I'm quoting the relevant part in the left column of page 4 (above equation (8)) in the paper you mentioned to give context:
If we let $w_{l−1}$ have a symmetric distribution around zero and $b_{l−1} = 0$, then $y_{l−1}$ has zero mean and has a symmetric distribution around zero. This leads to $E[x_l^2] = \frac{1}{2}\text{Var}[y_{l-1}]$ when $f$ is ReLU.

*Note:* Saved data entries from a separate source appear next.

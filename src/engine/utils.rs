use crate::level::CollisionGrid;
use crate::types::{MoveInput, Rect, Vec2};

/// Moves `rect` by `(dx, dy)`, sliding along walls: the full move is tried
/// first, then the x component alone, then the y component alone.
pub fn slide_move<G: CollisionGrid + ?Sized>(grid: &G, rect: &Rect, dx: f32, dy: f32) -> Rect {
    for (mx, my) in [(dx, dy), (dx, 0.0), (0.0, dy)] {
        if mx == 0.0 && my == 0.0 {
            continue;
        }
        let next = rect.translated(mx, my);
        if !grid.collides_with_walls(&next) {
            return next;
        }
    }
    *rect
}

/// Input pointing from `from` toward `to`, ignoring axes already within
/// `dead_zone`.
pub fn steer_toward(from: Vec2, to: Vec2, dead_zone: f32) -> MoveInput {
    let axis = |delta: f32| -> i8 {
        if delta > dead_zone {
            1
        } else if delta < -dead_zone {
            -1
        } else {
            0
        }
    };
    MoveInput::new(axis(to.x - from.x), axis(to.y - from.y))
}
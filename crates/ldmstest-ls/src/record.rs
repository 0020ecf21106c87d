//! Parsed set records.

use indexmap::IndexMap;
use serde::Serialize;

use crate::decoder::{MetricValue, TypeTag};
use crate::grammar::MetaRow;

/// One row of the metadata table.
#[derive(Debug, Clone, PartialEq, Eq, Serialize)]
pub struct Metadata {
    pub schema: String,
    pub instance: String,
    pub flags: String,
    pub meta_sz: u64,
    pub data_sz: u64,
    pub uid: u32,
    pub gid: u32,
    pub perm: String,
    /// Seconds since the epoch, as printed.
    pub update: String,
    /// Seconds, as printed.
    pub duration: String,
    #[serde(skip_serializing_if = "Option::is_none")]
    pub info: Option<String>,
}

impl Metadata {
    /// `None` when a numeric column does not fit its type.
    pub(crate) fn from_row(row: &MetaRow<'_>) -> Option<Self> {
        Some(Self {
            schema: row.schema.to_string(),
            instance: row.instance.to_string(),
            flags: row.flags.to_string(),
            meta_sz: row.meta_sz.parse().ok()?,
            data_sz: row.data_sz.parse().ok()?,
            uid: row.uid.parse().ok()?,
            gid: row.gid.parse().ok()?,
            perm: row.perm.to_string(),
            update: row.update.to_string(),
            duration: row.duration.to_string(),
            info: row.info.map(str::to_string),
        })
    }

    pub fn update_secs(&self) -> Option<f64> {
        self.update.parse().ok()
    }

    pub fn duration_secs(&self) -> Option<f64> {
        self.duration.parse().ok()
    }

    /// Consistent sets carry `C` in their flags.
    pub fn is_consistent(&self) -> bool {
        self.flags.contains('C')
    }
}

/// Everything the listing says about one set.
///
/// `meta` comes from the metadata table, `ts`/`data`/`data_type` from the
/// set's own block; either may be missing.
#[derive(Debug, Clone, Default, PartialEq, Serialize)]
pub struct SetRecord {
    pub name: String,
    #[serde(skip_serializing_if = "Option::is_none")]
    pub ts: Option<String>,
    #[serde(skip_serializing_if = "Option::is_none")]
    pub meta: Option<Metadata>,
    pub data: IndexMap<String, MetricValue>,
    pub data_type: IndexMap<String, TypeTag>,
}

impl SetRecord {
    pub fn new(name: impl Into<String>) -> Self {
        Self {
            name: name.into(),
            ..Default::default()
        }
    }

    /// Whether a set header for this set was seen.
    pub fn has_data(&self) -> bool {
        self.ts.is_some()
    }

    pub fn metric(&self, name: &str) -> Option<&MetricValue> {
        self.data.get(name)
    }

    pub fn metric_type(&self, name: &str) -> Option<TypeTag> {
        self.data_type.get(name).copied()
    }

    pub(crate) fn reset_data(&mut self, ts: &str) {
        self.ts = Some(ts.to_string());
        self.data.clear();
        self.data_type.clear();
    }

    pub(crate) fn insert_metric(&mut self, name: &str, tag: TypeTag, value: MetricValue) {
        self.data.insert(name.to_string(), value);
        self.data_type.insert(name.to_string(), tag);
    }
}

We are also given that $x_l = \max(0,y_{l-1})$. We can then use the law of total expectation to proceed as follows: \begin{align} E[x_l^2] &= p(y_{l-1} \geq 0)E[x_l^2 \mid y_{l-1} \geq 0] + p(y_{l-1} < 0) E[x_l^2 \mid y_{l-1} < 0] \end{align} However, when $y_{l-1} < 0$, $x_l = \max(0,y_{l-1}) = 0$, and so $E[x_l^2 \mid y_{l-1} < 0] = 0$. Therefore, \begin{align} E[x_l^2] &= p(y_{l-1} \geq 0)E[x_l^2 \mid y_{l-1} \geq 0] \end{align} Because $y_{l-1}$ has a symmetric distribution around zero, then $p(y_{l-1} \geq 0) = \frac{1}{2}$. So, \begin{align} E[x_l^2] &= \frac{1}{2}E[x_l^2 \mid y_{l-1} \geq 0] \end{align} Moreover, we have that \begin{align} E[x_l^2 \mid y_{l-1} \geq 0] &= E[(\max(0,y_{l-1}))^2 \mid y_{l-1} \geq 0] \\ &= E[y_{l-1}^2 \mid y_{l-1} \geq 0] \end{align} Because $y_{l-1}^2 \geq 0$ for every $y_{l-1} \in \mathbb R$, then we do not gain any new information about $y_{l-1}^2$ by learning that $y_{l-1} \geq 0$. This implies that $y_{l-1}^2$ is independent of the event $y_{l-1} \geq 0$. Therefore, \begin{align} E[x_l^2 \mid y_{l-1} \geq 0] &= E[y_{l-1}^2 \mid y_{l-1} \geq 0] \\ &= E[y_{l-1}^2] \end{align} Finally, because $y_{l-1}$ has zero mean, then $E[y_{l-1}^2] = \text{Var}(y_{l-1})$, and so $E[x_l^2] = \frac{1}{2}\text{Var}[y_{l-1}]$.